Starting with the first line and ending with the last, transcribe the data exactly.

◆ ◆ ◆

//! Fakes shared by the integration tests.
#![allow(dead_code)]

use std::cell::Cell;
use std::fs;
use std::io;
use std::path::{Path, PathBuf};
use std::sync::Mutex;
use std::time::Duration;

use dumemo::access::DirectoryPrompt;
use dumemo::config::WidgetConfig;
use dumemo::opener::{BatchScheduler, EditorCommand, Launcher};
use dumemo::process::ProcessOutput;

/// Launcher that records calls and answers with a scripted editor result.
#[derive(Default)]
pub struct FakeLauncher {
    exit_code: Option<i32>,
    stderr: String,
    spawn_fails: bool,
    pub editor_calls: Mutex<Vec<Vec<PathBuf>>>,
    pub default_opened: Mutex<Vec<PathBuf>>,
}

impl FakeLauncher {
    /// Editor exits 0.
    pub fn succeeding() -> Self {
        Self {
            exit_code: Some(0),
            ..Self::default()
        }
    }

    /// Editor exits 1 with `stderr`.
    pub fn failing(stderr: &str) -> Self {
        Self {
            exit_code: Some(1),
            stderr: stderr.to_string(),
            ..Self::default()
        }
    }

    /// Editor process cannot be started at all.
    pub fn unspawnable() -> Self {
        Self {
            spawn_fails: true,
            ..Self::default()
        }
    }

    pub fn editor_calls(&self) -> Vec<Vec<PathBuf>> {
        self.editor_calls.lock().unwrap().clone()
    }

    pub fn default_opened(&self) -> Vec<PathBuf> {
        self.default_opened.lock().unwrap().clone()
    }
}

impl Launcher for FakeLauncher {
    fn launch_editor(
        &self,
        _editor: &EditorCommand,
        files: &[PathBuf],
    ) -> io::Result<ProcessOutput> {
        self.editor_calls.lock().unwrap().push(files.to_vec());
        if self.spawn_fails {
            return Err(io::Error::from(io::ErrorKind::NotFound));
        }
        Ok(ProcessOutput {
            exit_code: self.exit_code,
            stdout: String::new(),
            stderr: self.stderr.clone(),
        })
    }

    fn open_with_default(&self, file: &Path) -> io::Result<()> {
        self.default_opened.lock().unwrap().push(file.to_path_buf());
        Ok(())
    }
}

/// Scheduler that records batches instead of deferring them.
#[derive(Default)]
pub struct RecordingScheduler {
    pub scheduled: Mutex<Vec<(Duration, Vec<PathBuf>)>>,
}

impl RecordingScheduler {
    pub fn scheduled(&self) -> Vec<(Duration, Vec<PathBuf>)> {
        self.scheduled.lock().unwrap().clone()
    }
}

impl BatchScheduler for RecordingScheduler {
    fn schedule(&self, delay: Duration, files: Vec<PathBuf>) {
        self.scheduled.lock().unwrap().push((delay, files));
    }
}

/// Prompt that always gives the same answer and counts calls.
pub struct FixedPrompt {
    answer: Option<PathBuf>,
    pub calls: Cell<usize>,
}

impl FixedPrompt {
    pub fn choosing(dir: &Path) -> Self {
        Self {
            answer: Some(dir.to_path_buf()),
            calls: Cell::new(0),
        }
    }

    pub fn cancelling() -> Self {
        Self {
            answer: None,
            calls: Cell::new(0),
        }
    }
}

impl DirectoryPrompt for FixedPrompt {
    fn choose_directory(&self, _default: &Path) -> Option<PathBuf> {
        self.calls.set(self.calls.get() + 1);
        self.answer.clone()
    }
}

/// Config running `script` with `/bin/sh` in `working_directory`, with no
/// editor installed at known paths.
pub fn shell_config(script: &Path, working_directory: &Path) -> WidgetConfig {
    WidgetConfig {
        script_path: script.to_path_buf(),
        working_directory: working_directory.to_path_buf(),
        interpreter_path: PathBuf::from("/bin/sh"),
        interpreter_env_dir: None,
        editor_candidates: Vec::new(),
        ..WidgetConfig::default()
    }
}

/// Create `count` files named `file_NN.txt` in `dir`.
pub fn write_text_files(dir: &Path, count: usize) -> Vec<PathBuf> {
    (0..count)
        .map(|i| {
            let path = dir.join(format!("file_{i:02}.txt"));
            fs::write(&path, "x").unwrap();
            path
        })
        .collect()
}

pub fn sorted(mut paths: Vec<PathBuf>) -> Vec<PathBuf> {
    paths.sort();
    paths
}
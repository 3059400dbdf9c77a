//! Main-thread state shared by the widget view and the event dispatcher.

pub mod controller;

pub use controller::{
    build_pipeline, install_pipeline, with_hover, with_pipeline, MacPipeline,
};
//! Widget domain model.
//!
//! This module contains pure state logic (no FFI dependencies)
//! including the hover state machine, frame math and constants.
//!
//! Platform-specific persistence is in `platform::macos::storage`.

pub mod constants;
pub mod geometry;
pub mod window_state;

pub use constants::*;
pub use geometry::Frame;
pub use window_state::{HoverStateMachine, PendingCollapse, WindowState};
//! macOS-specific implementation using Cocoa/AppKit via objc2.
//!
//! This module contains all macOS-specific code:
//! - FFI bridge helpers
//! - UI components (widget window and view, NSOpenPanel prompt)
//! - Storage (NSUserDefaults, security-scoped bookmarks)
//! - Controller and event dispatcher tying the pipeline to AppKit

pub mod app;
pub mod ffi;
pub mod handlers;
pub mod storage;
pub mod ui;

pub use ffi::bridge;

◆ ◆ ◆

= Answer box =
//! Fakes shared by the integration tests.
#![allow(dead_code)]

use std::cell::Cell;
use std::fs;
use std::io;
use std::path::{Path, PathBuf};
use std::sync::Mutex;
use std::time::Duration;

use dumemo::access::DirectoryPrompt;
use dumemo::config::WidgetConfig;
use dumemo::opener::{BatchScheduler, EditorCommand, Launcher};
use dumemo::process::ProcessOutput;

/// Launcher that records calls and answers with a scripted editor result.
#[derive(Default)]
pub struct FakeLauncher {
    exit_code: Option<i32>,
    stderr: String,
    spawn_fails: bool,
    pub editor_calls: Mutex<Vec<Vec<PathBuf>>>,
    pub default_opened: Mutex<Vec<PathBuf>>,
}

impl FakeLauncher {
    /// Editor exits 0.
    pub fn succeeding() -> Self {
        Self {
            exit_code: Some(0),
            ..Self::default()
        }
    }

    /// Editor exits 1 with `stderr`.
    pub fn failing(stderr: &str) -> Self {
        Self {
            exit_code: Some(1),
            stderr: stderr.to_string(),
            ..Self::default()
        }
    }

    /// Editor process cannot be started at all.
    pub fn unspawnable() -> Self {
        Self {
            spawn_fails: true,
            ..Self::default()
        }
    }

    pub fn editor_calls(&self) -> Vec<Vec<PathBuf>> {
        self.editor_calls.lock().unwrap().clone()
    }

    pub fn default_opened(&self) -> Vec<PathBuf> {
        self.default_opened.lock().unwrap().clone()
    }
}

impl Launcher for FakeLauncher {
    fn launch_editor(
        &self,
        _editor: &EditorCommand,
        files: &[PathBuf],
    ) -> io::Result<ProcessOutput> {
        self.editor_calls.lock().unwrap().push(files.to_vec());
        if self.spawn_fails {
            return Err(io::Error::from(io::ErrorKind::NotFound));
        }
        Ok(ProcessOutput {
            exit_code: self.exit_code,
            stdout: String::new(),
            stderr: self.stderr.clone(),
        })
    }

    fn open_with_default(&self, file: &Path) -> io::Result<()> {
        self.default_opened.lock().unwrap().push(file.to_path_buf());
        Ok(())
    }
}

/// Scheduler that records batches instead of deferring them.
#[derive(Default)]
pub struct RecordingScheduler {
    pub scheduled: Mutex<Vec<(Duration, Vec<PathBuf>)>>,
}

impl RecordingScheduler {
    pub fn scheduled(&self) -> Vec<(Duration, Vec<PathBuf>)> {
        self.scheduled.lock().unwrap().clone()
    }
}

impl BatchScheduler for RecordingScheduler {
    fn schedule(&self, delay: Duration, files: Vec<PathBuf>) {
        self.scheduled.lock().unwrap().push((delay, files));
    }
}

/// Prompt that always gives the same answer and counts calls.
pub struct FixedPrompt {
    answer: Option<PathBuf>,
    pub calls: Cell<usize>,
}

impl FixedPrompt {
    pub fn choosing(dir: &Path) -> Self {
        Self {
            answer: Some(dir.to_path_buf()),
            calls: Cell::new(0),
        }
    }

    pub fn cancelling() -> Self {
        Self {
            answer: None,
            calls: Cell::new(0),
        }
    }
}

impl DirectoryPrompt for FixedPrompt {
    fn choose_directory(&self, _default: &Path) -> Option<PathBuf> {
        self.calls.set(self.calls.get() + 1);
        self.answer.clone()
    }
}

/// Config running `script` with `/bin/sh` in `working_directory`, with no
/// editor installed at known paths.
pub fn shell_config(script: &Path, working_directory: &Path) -> WidgetConfig {
    WidgetConfig {
        script_path: script.to_path_buf(),
        working_directory: working_directory.to_path_buf(),
        interpreter_path: PathBuf::from("/bin/sh"),
        interpreter_env_dir: None,
        editor_candidates: Vec::new(),
        ..WidgetConfig::default()
    }
}

/// Create `count` files named `file_NN.txt` in `dir`.
pub fn write_text_files(dir: &Path, count: usize) -> Vec<PathBuf> {
    (0..count)
        .map(|i| {
            let path = dir.join(format!("file_{i:02}.txt"));
            fs::write(&path, "x").unwrap();
            path
        })
        .collect()
}

pub fn sorted(mut paths: Vec<PathBuf>) -> Vec<PathBuf> {
    paths.sort();
    paths
}
repository 3059400dbdf9c77a
//! Main-thread state shared by the widget view and the event dispatcher.

pub mod controller;

pub use controller::{
    build_pipeline, install_pipeline, with_hover, with_pipeline, MacPipeline,
};
//! Widget domain model.
//!
//! This module contains pure state logic (no FFI dependencies)
//! including the hover state machine, frame math and constants.
//!
//! Platform-specific persistence is in `platform::macos::storage`.

pub mod constants;
pub mod geometry;
pub mod window_state;

pub use constants::*;
pub use geometry::Frame;
pub use window_state::{HoverStateMachine, PendingCollapse, WindowState};
//! macOS-specific implementation using Cocoa/AppKit via objc2.
//!
//! This module contains all macOS-specific code:
//! - FFI bridge helpers
//! - UI components (widget window and view, NSOpenPanel prompt)
//! - Storage (NSUserDefaults, security-scoped bookmarks)
//! - Controller and event dispatcher tying the pipeline to AppKit

pub mod app;
pub mod ffi;
pub mod handlers;
pub mod storage;
pub mod ui;

pub use ffi::bridge;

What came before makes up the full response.